Background Older adults with cancer often face additional challenges in disease management. Limited awareness among medical professionals of their unique needs, combined with variable resources across regions, can negatively impact outcomes and quality of life. This study aimed to characterize the resources and practices for managing hematological malignancies in older adults in Latin America (LATAM), to inform future efforts tailored to the region's specific needs.

Methods A cross-sectional survey-based study was conducted during July 2025.The survey targeted clinical hematology specialists practicing in LATAM in representation of their centers. The survey was distributed through the official channels and networks of the Latin American Study Group of Lymphoproliferative Disorders (GELL)— a regional collaborative network dedicated to advancing the care of lymphoid malignancies in LATAM. The questionnaire was developed by the research team and iteratively reviewed by experts from the GELL and modified until it was deemed representative and relevant. Data was collected anonymously through a secure online platform (RedCap). A descriptive analysis was performed.

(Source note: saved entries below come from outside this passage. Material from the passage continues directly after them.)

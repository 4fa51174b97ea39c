use std::fmt;
use std::str::FromStr;

use chrono::Duration;
use thiserror::Error;

#[derive(Error, Debug, Clone, PartialEq, Eq)]
pub enum PeriodError {
    #[error("period is empty")]
    Empty,

    #[error("invalid period {0:?}")]
    Invalid(String),

    #[error("missing unit in period {0:?}")]
    MissingUnit(String),

    #[error("unknown unit {unit:?} in period {period:?}")]
    UnknownUnit { unit: String, period: String },

    #[error("period {0:?} must be positive")]
    NonPositive(String),

    #[error("period {0:?} exceeds {MAX_PERIOD_DAYS} days")]
    TooLong(String),
}

/// Upper bound on any period, roughly a century.
pub const MAX_PERIOD_DAYS: i64 = 36_500;

/// Look-back window for change-based conditions.
///
/// Accepts a whole number of days (`7d`) or a sequence of decimal numbers
/// with units `h`, `m`, `s`, `ms`, `us`/`µs`, `ns` (`24h`, `1h30m`, `1.5h`).
/// The written text is kept for alert messages. Periods longer than
/// [`MAX_PERIOD_DAYS`] are rejected.
#[derive(Debug, Clone, PartialEq, Eq)]
pub struct Period {
    duration: Duration,
    text: String,
}

impl Period {
    pub fn duration(&self) -> Duration {
        self.duration
    }

    pub fn as_str(&self) -> &str {
        &self.text
    }
}

impl fmt::Display for Period {
    fn fmt(&self, f: &mut fmt::Formatter<'_>) -> fmt::Result {
        f.write_str(&self.text)
    }
}

impl FromStr for Period {
    type Err = PeriodError;

    fn from_str(s: &str) -> Result<Self, Self::Err> {
        let text = s.trim();
        if text.is_empty() {
            return Err(PeriodError::Empty);
        }

        let duration = match text.strip_suffix('d') {
            Some(days) => {
                let days: u32 = days
                    .parse()
                    .map_err(|_| PeriodError::Invalid(text.to_string()))?;
                if i64::from(days) > MAX_PERIOD_DAYS {
                    return Err(PeriodError::TooLong(text.to_string()));
                }
                Duration::days(i64::from(days))
            }
            None => parse_units(text)?,
        };

        if duration <= Duration::zero() {
            return Err(PeriodError::NonPositive(text.to_string()));
        }
        if duration > Duration::days(MAX_PERIOD_DAYS) {
            return Err(PeriodError::TooLong(text.to_string()));
        }

        Ok(Self {
            duration,
            text: text.to_string(),
        })
    }
}

fn parse_units(text: &str) -> Result<Duration, PeriodError> {
    let is_number = |c: char| c.is_ascii_digit() || c == '.';

    let mut rest = text;
    let mut nanos = 0f64;

    while !rest.is_empty() {
        let num_end = rest.find(|c: char| !is_number(c)).unwrap_or(rest.len());
        if num_end == 0 {
            return Err(PeriodError::Invalid(text.to_string()));
        }
        let value: f64 = rest[..num_end]
            .parse()
            .map_err(|_| PeriodError::Invalid(text.to_string()))?;
        rest = &rest[num_end..];

        let unit_end = rest.find(is_number).unwrap_or(rest.len());
        let unit = &rest[..unit_end];
        let scale = match unit {
            "ns" => 1.0,
            "us" | "µs" | "μs" => 1e3,
            "ms" => 1e6,
            "s" => 1e9,
            "m" => 60e9,
            "h" => 3_600e9,
            "" => return Err(PeriodError::MissingUnit(text.to_string())),
            other => {
                return Err(PeriodError::UnknownUnit {
                    unit: other.to_string(),
                    period: text.to_string(),
                });
            }
        };
        nanos += value * scale;
        rest = &rest[unit_end..];
    }

    // `as` saturates, which is fine for look-back windows.
    Ok(Duration::nanoseconds(nanos.round() as i64))
}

Results Responses from 73 centers across 16 countries was retrieved including: Bolivia (21%, n=15), Mexico (18%, n=13), Argentina (9.6%, n = 7), Colombia (8.2%, n=6), Cuba (6.8%, n=5), Brazil (5.5%, n=4), Guatemala (5.5%, n=4), Uruguay (5.5%, n=4), Paraguay (4.1%, n=3), Venezuela (4.1%, n=3), Chile (2.7%, n=2), Ecuador (2.7%, n=2), Peru (2.7%, n=2), El Salvador (1.4%, n=1), Honduras (1.4%, n=1), and Dominican Republic (1.4%, n=1).

Most centers lacked a dedicated clinic for older adults with hematological malignancies (75%, n=53). Although 59% (n=43) had geriatricians available, only one center (2.3%) had them working within their department, and just 6 centers (8.2%) had a specialist in geriatric hematology or oncology. Among centers with geriatricians, 60% (n=25) referred patients based on age; other referral criteria included physician judgment (21%, n=9), comorbidities (12%, n=5), and patient or caregiver request (4.8%, n=2).

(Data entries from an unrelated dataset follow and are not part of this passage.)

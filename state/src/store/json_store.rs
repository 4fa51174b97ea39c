//! JsonFileStore
//! -------------
//! File-backed [`StateStore`]: the whole document lives in one pretty-printed
//! JSON file.
//!
//!  - a missing or empty file is a first run and yields an empty state
//!  - an unparsable file is `StateError::Corrupt` and is never overwritten
//!    by `load`
//!  - `save` writes a sibling temp file, syncs it, then renames it over the
//!    target, so readers see either the old or the new document
//!
//! There is no file locking. Two concurrent runs against the same file are
//! last-writer-wins.
use std::fs;
use std::io::{ErrorKind, Write};
use std::path::{Path, PathBuf};

use chrono::Duration;
use tempfile::NamedTempFile;
use tracing::{debug, info};

use super::StateStore;
use crate::errors::StateError;
use crate::model::{DEFAULT_RETENTION_DAYS, PersistedState};

pub struct JsonFileStore {
    path: PathBuf,
    retention: Duration,
}

impl JsonFileStore {
    pub fn new(path: impl Into<PathBuf>) -> Self {
        Self {
            path: path.into(),
            retention: Duration::days(DEFAULT_RETENTION_DAYS),
        }
    }

    /// History retention applied to states loaded through this store.
    pub fn with_retention(mut self, retention: Duration) -> Self {
        self.retention = retention;
        self
    }

    pub fn path(&self) -> &Path {
        &self.path
    }

    fn fresh(&self) -> PersistedState {
        PersistedState::new().with_retention(self.retention)
    }
}

impl StateStore for JsonFileStore {
    fn load(&self) -> Result<PersistedState, StateError> {
        let data = match fs::read(&self.path) {
            Ok(data) => data,
            Err(e) if e.kind() == ErrorKind::NotFound => {
                info!(path = %self.path.display(), "no state file yet, starting fresh");
                return Ok(self.fresh());
            }
            Err(source) => {
                return Err(StateError::Read {
                    path: self.path.clone(),
                    source,
                });
            }
        };

        if data.iter().all(u8::is_ascii_whitespace) {
            info!(path = %self.path.display(), "state file is empty, starting fresh");
            return Ok(self.fresh());
        }

        let mut state: PersistedState =
            serde_json::from_slice(&data).map_err(|source| StateError::Corrupt {
                path: self.path.clone(),
                source,
            })?;
        state.set_retention(self.retention);

        debug!(
            path = %self.path.display(),
            tickers = state.tickers().count(),
            triggered = state.triggered_keys().count(),
            "state loaded"
        );

        Ok(state)
    }

    fn save(&self, state: &PersistedState) -> Result<(), StateError> {
        let body = serde_json::to_vec_pretty(state)?;

        let dir = match self.path.parent() {
            Some(p) if !p.as_os_str().is_empty() => p,
            _ => Path::new("."),
        };

        let save_err = |source| StateError::Save {
            path: self.path.clone(),
            source,
        };

        let mut tmp = NamedTempFile::new_in(dir).map_err(save_err)?;
        tmp.write_all(&body).map_err(save_err)?;
        tmp.as_file().sync_all().map_err(save_err)?;
        tmp.persist(&self.path).map_err(|e| save_err(e.error))?;

        debug!(path = %self.path.display(), bytes = body.len(), "state saved");
        Ok(())
    }
}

Regarding specialized training availability, only 7 (9.6%) centers reported having available a training program, with only 4 of those being clinical fellowships.

In patients who are not undergoing HCT the Clinical Frailty Scale was reported as the most frequently employed comprehensive geriatric assessment (CGA) (53%, n=39).

Similar proportions of centers reported having (53%, n=39) or lacking (47%, n=34) adapted treatment protocols for older adults. Among centers conducting clinical research (60%, n=44), 22% (n=16) never included older adults, 22% (n=16) enrolled them only in elderly-focused studies, and 16% (n=12) always considered them for accrual.

Of the 30 centers performing hematopoietic cell transplant (HCT), 56% (n=17) did not consider age a limiting factor. Among those that did, 70 years was the most common cutoff (44%, n=7); 2 centers used a higher limit (75 years) and 2 a lower one (60 years). Only 2 centers (6.7%) did not perform a CGA before HCT in older adults.

Palliative care services were most commonly described as available only for “patients in terminal stages of their disease” (47%, n=34) and only in 17 centers (23%) they are available in early stages of the disease. Fourteen centers (19%) reported not having palliative care services in their center.

When asked to rate from 1-10 the potential impact of implementing all surveyed actions, the median response was 9 (IQR 8–10). The most frequently selected action for greatest impact was establishing a dedicated clinic or team for older adults with hematological malignancies (47%, n=34), followed by routine comprehensive geriatric assessments (15%, n=11).

Conclusions This study highlights wide variability in resources and practices for managing hematologic malignancies in older adults. Although geriatricians are present in many centers, integration with hematology is rare, and dedicated clinics are uncommon. Comprehensive geriatric assessments are frequent, but standardized protocols and early palliative care are limited. Age often restricts transplant eligibility. Potential response bias toward physicians more invested in research from centers with more resources is a limitation. These findings reveal critical gaps in geriatric care and training, warranting further evaluation of targeted interventions.